● EXERCISE:
Records follow. Pull out every line that contains "PathBuf".

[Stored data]
▼▼▼

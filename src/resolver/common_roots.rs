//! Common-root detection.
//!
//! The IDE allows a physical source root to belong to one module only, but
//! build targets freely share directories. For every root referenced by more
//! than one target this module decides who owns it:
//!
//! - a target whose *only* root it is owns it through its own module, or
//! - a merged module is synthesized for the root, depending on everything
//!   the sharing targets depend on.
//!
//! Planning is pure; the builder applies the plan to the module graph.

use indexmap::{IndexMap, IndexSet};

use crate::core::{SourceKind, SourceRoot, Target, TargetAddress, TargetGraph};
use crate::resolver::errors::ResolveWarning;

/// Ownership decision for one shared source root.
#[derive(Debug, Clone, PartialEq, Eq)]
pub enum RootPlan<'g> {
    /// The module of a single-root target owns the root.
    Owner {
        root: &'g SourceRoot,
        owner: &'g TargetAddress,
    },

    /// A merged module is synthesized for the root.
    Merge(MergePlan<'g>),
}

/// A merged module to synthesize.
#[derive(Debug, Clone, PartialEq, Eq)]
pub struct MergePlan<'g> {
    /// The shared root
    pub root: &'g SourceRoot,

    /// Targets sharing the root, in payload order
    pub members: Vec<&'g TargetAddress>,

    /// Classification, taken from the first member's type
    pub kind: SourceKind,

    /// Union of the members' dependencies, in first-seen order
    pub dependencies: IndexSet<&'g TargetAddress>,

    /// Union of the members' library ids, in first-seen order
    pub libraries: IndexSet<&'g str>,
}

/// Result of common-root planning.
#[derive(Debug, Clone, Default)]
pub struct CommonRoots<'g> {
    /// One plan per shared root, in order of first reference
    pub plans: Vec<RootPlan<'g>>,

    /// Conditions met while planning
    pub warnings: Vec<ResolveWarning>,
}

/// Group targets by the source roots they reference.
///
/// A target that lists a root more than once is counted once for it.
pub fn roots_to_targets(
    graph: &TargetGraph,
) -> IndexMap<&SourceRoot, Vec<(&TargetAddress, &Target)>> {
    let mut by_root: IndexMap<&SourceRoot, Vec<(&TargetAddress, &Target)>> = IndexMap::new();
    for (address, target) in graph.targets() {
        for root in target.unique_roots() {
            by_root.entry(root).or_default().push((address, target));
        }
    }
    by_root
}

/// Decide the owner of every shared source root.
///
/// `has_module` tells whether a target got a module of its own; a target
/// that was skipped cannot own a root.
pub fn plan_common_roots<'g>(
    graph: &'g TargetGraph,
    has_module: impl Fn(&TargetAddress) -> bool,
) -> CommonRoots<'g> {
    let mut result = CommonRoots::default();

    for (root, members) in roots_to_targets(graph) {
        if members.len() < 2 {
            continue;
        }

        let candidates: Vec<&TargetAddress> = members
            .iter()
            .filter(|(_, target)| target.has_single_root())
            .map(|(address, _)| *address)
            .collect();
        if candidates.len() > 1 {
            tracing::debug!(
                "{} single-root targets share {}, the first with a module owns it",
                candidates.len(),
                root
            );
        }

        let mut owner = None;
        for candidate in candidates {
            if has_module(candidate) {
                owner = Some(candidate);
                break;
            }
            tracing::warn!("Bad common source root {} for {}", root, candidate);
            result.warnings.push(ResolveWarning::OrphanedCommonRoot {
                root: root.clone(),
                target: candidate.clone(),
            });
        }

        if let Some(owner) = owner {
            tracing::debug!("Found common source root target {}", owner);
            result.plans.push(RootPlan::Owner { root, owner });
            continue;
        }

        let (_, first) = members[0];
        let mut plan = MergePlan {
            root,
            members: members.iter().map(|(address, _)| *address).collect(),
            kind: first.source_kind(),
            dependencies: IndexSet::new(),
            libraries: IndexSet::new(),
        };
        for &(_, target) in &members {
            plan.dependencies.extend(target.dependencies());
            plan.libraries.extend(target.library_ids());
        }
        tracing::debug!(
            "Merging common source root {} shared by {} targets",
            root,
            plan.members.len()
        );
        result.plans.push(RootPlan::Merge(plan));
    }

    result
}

▲▲▲
▼▼▼

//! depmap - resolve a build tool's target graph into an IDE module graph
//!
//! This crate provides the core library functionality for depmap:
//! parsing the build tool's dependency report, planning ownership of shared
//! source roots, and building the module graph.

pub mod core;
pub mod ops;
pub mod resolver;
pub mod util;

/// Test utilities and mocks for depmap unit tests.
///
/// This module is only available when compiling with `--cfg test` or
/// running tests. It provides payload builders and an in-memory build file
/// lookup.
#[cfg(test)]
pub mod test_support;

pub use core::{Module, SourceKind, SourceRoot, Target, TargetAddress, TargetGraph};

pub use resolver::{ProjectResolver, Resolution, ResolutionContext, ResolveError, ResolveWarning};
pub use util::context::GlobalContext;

▲▲▲
▼▼▼

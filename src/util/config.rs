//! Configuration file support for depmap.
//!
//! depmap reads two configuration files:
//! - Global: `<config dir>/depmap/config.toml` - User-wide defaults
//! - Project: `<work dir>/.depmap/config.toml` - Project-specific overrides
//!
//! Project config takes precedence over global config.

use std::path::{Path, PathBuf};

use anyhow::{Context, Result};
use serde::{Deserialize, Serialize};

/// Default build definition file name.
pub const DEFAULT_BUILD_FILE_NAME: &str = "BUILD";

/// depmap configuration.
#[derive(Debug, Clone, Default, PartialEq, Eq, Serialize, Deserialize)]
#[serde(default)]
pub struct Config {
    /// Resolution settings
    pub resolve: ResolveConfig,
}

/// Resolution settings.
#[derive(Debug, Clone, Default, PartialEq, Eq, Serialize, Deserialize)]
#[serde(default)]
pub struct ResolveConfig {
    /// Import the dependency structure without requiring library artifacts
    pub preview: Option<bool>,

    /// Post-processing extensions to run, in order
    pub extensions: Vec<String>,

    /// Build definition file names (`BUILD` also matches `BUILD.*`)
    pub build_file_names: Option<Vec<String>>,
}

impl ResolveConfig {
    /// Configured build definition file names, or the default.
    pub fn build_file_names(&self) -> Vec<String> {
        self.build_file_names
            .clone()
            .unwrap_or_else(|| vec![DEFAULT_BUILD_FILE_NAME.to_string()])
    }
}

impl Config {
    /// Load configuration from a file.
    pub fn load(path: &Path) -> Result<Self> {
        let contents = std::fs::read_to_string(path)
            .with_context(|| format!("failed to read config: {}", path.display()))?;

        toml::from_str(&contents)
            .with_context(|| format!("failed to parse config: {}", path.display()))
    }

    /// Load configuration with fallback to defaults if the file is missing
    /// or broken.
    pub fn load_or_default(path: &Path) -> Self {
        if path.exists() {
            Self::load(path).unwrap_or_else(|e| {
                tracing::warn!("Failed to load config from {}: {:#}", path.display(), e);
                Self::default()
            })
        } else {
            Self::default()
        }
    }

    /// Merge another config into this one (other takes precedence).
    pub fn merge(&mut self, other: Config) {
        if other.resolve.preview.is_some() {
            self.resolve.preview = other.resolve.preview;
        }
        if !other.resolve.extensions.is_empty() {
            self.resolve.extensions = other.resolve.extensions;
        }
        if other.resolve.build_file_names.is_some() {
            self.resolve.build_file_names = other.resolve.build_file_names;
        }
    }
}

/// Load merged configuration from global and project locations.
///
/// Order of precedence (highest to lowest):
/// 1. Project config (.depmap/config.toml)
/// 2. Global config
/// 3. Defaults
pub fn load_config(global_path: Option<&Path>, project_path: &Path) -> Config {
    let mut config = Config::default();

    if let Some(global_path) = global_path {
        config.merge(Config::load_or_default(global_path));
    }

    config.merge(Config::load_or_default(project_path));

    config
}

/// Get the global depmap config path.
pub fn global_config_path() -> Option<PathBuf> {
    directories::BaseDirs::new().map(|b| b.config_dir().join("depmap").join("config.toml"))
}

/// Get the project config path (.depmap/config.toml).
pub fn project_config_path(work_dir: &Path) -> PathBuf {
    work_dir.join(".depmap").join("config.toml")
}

▲▲▲

● ANSWER SECTION:
use std::path::{Path, PathBuf};
pub fn global_config_path() -> Option<PathBuf> {
pub fn project_config_path(work_dir: &Path) -> PathBuf {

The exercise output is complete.